Do small businesses warrant threatened species protections today, given the decimation they endured since spring 2020? Given the circumstances, they absolutely do.
In her forthcoming book The War on Small Business: How the Government Used the Pandemic to Crush the Backbone of America, “recovering” investment banker and New York Times bestseller author Carol Roth details how the government exploited the COVID-19 pandemic to crush the engine of our economy: small businesses.
Not only is big government to blame, big business is equally guilty. In addition to small business, Roth warns other decentralized aspects of the economy could be similiarly destroyed.
Subverting Small Business to Own Free Enterprise
I asked Carol what precipitated the War on Small Business and who’s behind it.
“The War on Small Business was formally declared in March of 2020,” The Roth Effect host noted. “But informally, it’s been going on for decades and anywhere in the world throughout history where you’ve had central power.”

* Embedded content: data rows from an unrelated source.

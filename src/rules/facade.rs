//! Queries derived purely from the `TrickGame` contract.

use super::engine::TrickGame;

/// Variant name, or `""` for variants the facade does not know.
#[must_use]
pub fn variant_name(game: &dyn TrickGame) -> &'static str {
    game.variant().map_or("", |variant| variant.name())
}

/// True once every place in the ranking has been decided.
#[must_use]
pub fn is_ended(game: &dyn TrickGame) -> bool {
    game.rankings().iter().all(Option::is_some)
}
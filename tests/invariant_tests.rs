//! Randomized playouts checking the engine's standing invariants.
//!
//! Every step picks a legal move (any seat, so out-of-turn completions are
//! exercised too) and also throws a random, usually illegal, move at the
//! engine to check that rejections leave state untouched.

use proptest::prelude::*;
use rustc_hash::FxHashSet;

use trick_engine::cards::{full_deck, Card};
use trick_engine::core::{GameRng, PlayerId};
use trick_engine::games::president::{Play, PresidentBuilder, PresidentGame, SkipRule};
use trick_engine::rules::{is_ended, TrickGame};

const MAX_STEPS: usize = 600;

fn all_cards(game: &PresidentGame) -> Vec<Card> {
    let mut cards = Vec::new();
    for seat in PlayerId::all(game.player_count()) {
        if let Some(hand) = game.hands(seat)[seat.index()].cards() {
            cards.extend(hand.iter().copied());
        }
    }
    let piles = game.piles();
    cards.extend(piles.active.iter().copied());
    cards.extend(piles.discard.iter().copied());
    cards
}

fn assert_invariants(game: &PresidentGame, previous_winners: &[PlayerId]) {
    let cards = all_cards(game);
    let unique: FxHashSet<Card> = cards.iter().copied().collect();
    assert_eq!(cards.len(), 52, "deck conservation");
    assert_eq!(unique.len(), 52, "no duplicated cards");

    assert!(game.mode() <= 3, "mode out of range: {}", game.mode());

    let winners = game.winners();
    assert!(winners.starts_with(previous_winners), "ranking only grows");
    let distinct: FxHashSet<PlayerId> = winners.iter().copied().collect();
    assert_eq!(distinct.len(), winners.len(), "each seat ranked once");

    if !game.is_over() {
        assert!(!game.is_finished(game.turn()), "turn on a finished seat");
    }
}

fn random_move(game: &PresidentGame, rng: &mut GameRng) -> (PlayerId, Vec<Card>) {
    let seat = PlayerId(rng.gen_range_usize(0..game.player_count()) as u8);
    let deck = full_deck();
    let count = rng.gen_range_usize(0..5);
    let cards = (0..count).filter_map(|_| rng.choose(&deck).copied()).collect();
    (seat, cards)
}

fn playout(players: usize, seed: u64, rule: SkipRule) -> PresidentGame {
    let mut game = PresidentBuilder::new()
        .players((0..players).map(|i| format!("P{}", i)))
        .seed(seed)
        .skip_rule(rule)
        .build()
        .unwrap();
    let mut rng = GameRng::new(seed ^ 0x5eed);
    assert_invariants(&game, &[]);

    for _ in 0..MAX_STEPS {
        if game.is_over() {
            break;
        }

        let (seat, cards) = random_move(&game, &mut rng);
        let before = game.clone();
        if game.play(seat, &cards).is_err() {
            assert_eq!(game, before, "rejected move changed state");
        }
        assert_invariants(&game, &before.winners());

        if game.is_over() {
            break;
        }

        let moves: Vec<(PlayerId, Play)> = PlayerId::all(players)
            .flat_map(|seat| game.legal_plays(seat).into_iter().map(move |play| (seat, play)))
            .collect();
        let (seat, play) = rng.choose(&moves).cloned().expect("the seat to act can always pass");

        let winners = game.winners();
        game.play(seat, &play).unwrap();
        assert_invariants(&game, &winners);
    }

    game
}

fn skip_rule() -> impl Strategy<Value = SkipRule> {
    prop_oneof![
        Just(SkipRule::Never),
        Just(SkipRule::MatchedRank),
        Just(SkipRule::AnySingle),
    ]
}

proptest! {
    #![proptest_config(ProptestConfig::with_cases(48))]

    #[test]
    fn prop_invariants_hold_through_random_games(
        players in 2usize..=6,
        seed in any::<u64>(),
        rule in skip_rule(),
    ) {
        let game = playout(players, seed, rule);

        if is_ended(&game) {
            prop_assert_eq!(game.winners().len(), players);
        }
    }

    #[test]
    fn prop_resignations_keep_invariants(
        players in 3usize..=6,
        seed in any::<u64>(),
        quitter in 0u8..3,
    ) {
        let mut game = playout(players, seed, SkipRule::MatchedRank);
        let winners = game.winners();

        match game.resign(PlayerId::new(quitter)) {
            Ok(()) => {
                assert_invariants(&game, &winners);
                prop_assert!(game.is_finished(PlayerId::new(quitter)));
            }
            Err(_) => {
                prop_assert!(game.is_over() || game.is_finished(PlayerId::new(quitter)));
            }
        }
    }
}

#[test]
fn test_every_seat_ranked_once_game_ends() {
    // Seeds 0..20 are plenty to see complete games under every rule.
    let mut finished = 0;
    for seed in 0..20 {
        for rule in [SkipRule::Never, SkipRule::MatchedRank, SkipRule::AnySingle] {
            let game = playout(4, seed, rule);
            if game.is_over() {
                let mut ranked = game.winners();
                ranked.sort();
                assert_eq!(ranked, PlayerId::all(4).collect::<Vec<_>>());
                finished += 1;
            }
        }
    }
    assert!(finished > 0);
}
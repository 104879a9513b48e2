//! Core engine types: players, RNG, configuration.
//!
//! These are variant-agnostic. Variants configure their tables through
//! `GameConfig` and their own builders rather than modifying the core.

pub mod player;
pub mod rng;
pub mod config;

pub use player::{PlayerId, PlayerMap};
pub use rng::GameRng;
pub use config::GameConfig;
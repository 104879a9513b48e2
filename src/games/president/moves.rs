//! Legal move enumeration.
//!
//! Candidates are every same-rank subset of a hand (at most four cards per
//! rank, so at most fifteen subsets each) plus the pass. Each one is run
//! through the same validation `play` uses, so the list never disagrees with
//! what `play` accepts.

use rustc_hash::FxHashMap;
use smallvec::SmallVec;

use super::game::{Play, PresidentGame};
use super::order::display_value;
use crate::cards::Card;
use crate::core::PlayerId;

impl PresidentGame {
    /// Every move `player` could make right now, including out-of-turn
    /// completions. A pass appears as an empty `Play`.
    ///
    /// Order is deterministic: the pass first, then by display rank.
    #[must_use]
    pub fn legal_plays(&self, player: PlayerId) -> Vec<Play> {
        let mut plays = Vec::new();
        if player.index() >= self.player_count() {
            return plays;
        }
        if self.check(player, &[]).is_ok() {
            plays.push(Play::new());
        }

        let mut by_rank: FxHashMap<u8, SmallVec<[Card; 4]>> = FxHashMap::default();
        for &card in self.hand(player) {
            by_rank.entry(card.rank()).or_default().push(card);
        }
        let mut groups: Vec<_> = by_rank.into_iter().collect();
        groups.sort_by_key(|(rank, _)| display_value(*rank));

        for (_, group) in groups {
            for mask in 1u32..(1 << group.len()) {
                let candidate: Play = group
                    .iter()
                    .enumerate()
                    .filter(|(bit, _)| mask & (1 << bit) != 0)
                    .map(|(_, &card)| card)
                    .collect();
                if self.check(player, &candidate).is_ok() {
                    plays.push(candidate);
                }
            }
        }

        plays
    }
}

To free marketeers like her, the slaughter of small businesses by big government is a dangerous trend that must be reversed.
“Capitalism is all about that abundance mentality,” she declared. “Everybody can succeed. The pod can grow. And I see it trending in the wrong direction as we move away from it.”
She writes in her book the attacks are equally rooted in tenets of central planning, where the government controls most or all economic outcomes. And to the detriment of innovation and free choice. Cronyism is also rampant.
“A couple people in government making a lot of decisions and having a lot of purview—and using force, coercion, and control or some subset of that— is a bad outcome,” Roth explained.
As for the number of small businesses that have permanently shuttered, Roth crunched the numbers and estimated between 500,000 to a million small businesses have permanently closed altogether.
Systemic Transfer of Power from Main Street to Government and Cronies
Why is big government waging a war on small businesses? They are independent and hard to control. Therefore, they must be crushed in the eyes of the government and their cronies.
“This is a systemic issue of government power being shifted. And you saw it all along. That these decisions were made not based on science but based on who has clout,” Roth said of the government picking winners and losers throughout the pandemic.
“They can say, we love small business and we care about small business, all they want. But we’ve seen any time they’re in charge of something, they throw a crumb at the little guys so that they say, oh, well, you got something!,” she lamented. “It’s just an excuse for them to direct more money to their cronies and to consolidate their power.”
She also stated, “You had not just the government mandate shutting down Main Street and that spending being shifted to bigger companies, but you had the Federal Reserve intervening at just a historic proportion.”
Decentralization is Under Attack Too
Small businesses aren’t the only targets in the government’s crosshairs.
Big government actors and their enablers are equally threatened by other decentralized aspects of the economy: namely the independent workforce and digital currencies like Bitcoin.
For Roth, these are equally important to safeguard and protect against central planners.
“The bigger issue here is that we have a battle between decentralization and centralization,” the New York Times bestselling author stressed.
“The reason why they hate crypto is the same reason why they hate gig work. It’s the same reason why they hate small business: because it’s too hard to control,” she added.
“They want it under their purview. That’s what gives them the power. That’s what puts them in control of more and more things and more and more money. Obviously, all of those things are a huge threat to them.”
How can readers help fight the war on small business? Engage in the battle and launch a business of your own—or bolster an existing one.
Roth recommended three ways to get involved: One, build your own business and build equity and value in that business. Two, go work for a business that’s building equity and ask for stock options or stock compensation. Three, participate in the stock market or invest in other businesses.
She added, “You need to have a three-year runway. Businesses often take three years to really create a foundation for it. So make sure you have enough capital to fund the business and to live on for a three-year period.”
“It may be that you started as a side hustle. Prove out the concept and go from there. And then just make sure that you really want to run a business and that you’re not just passionate about doing things.”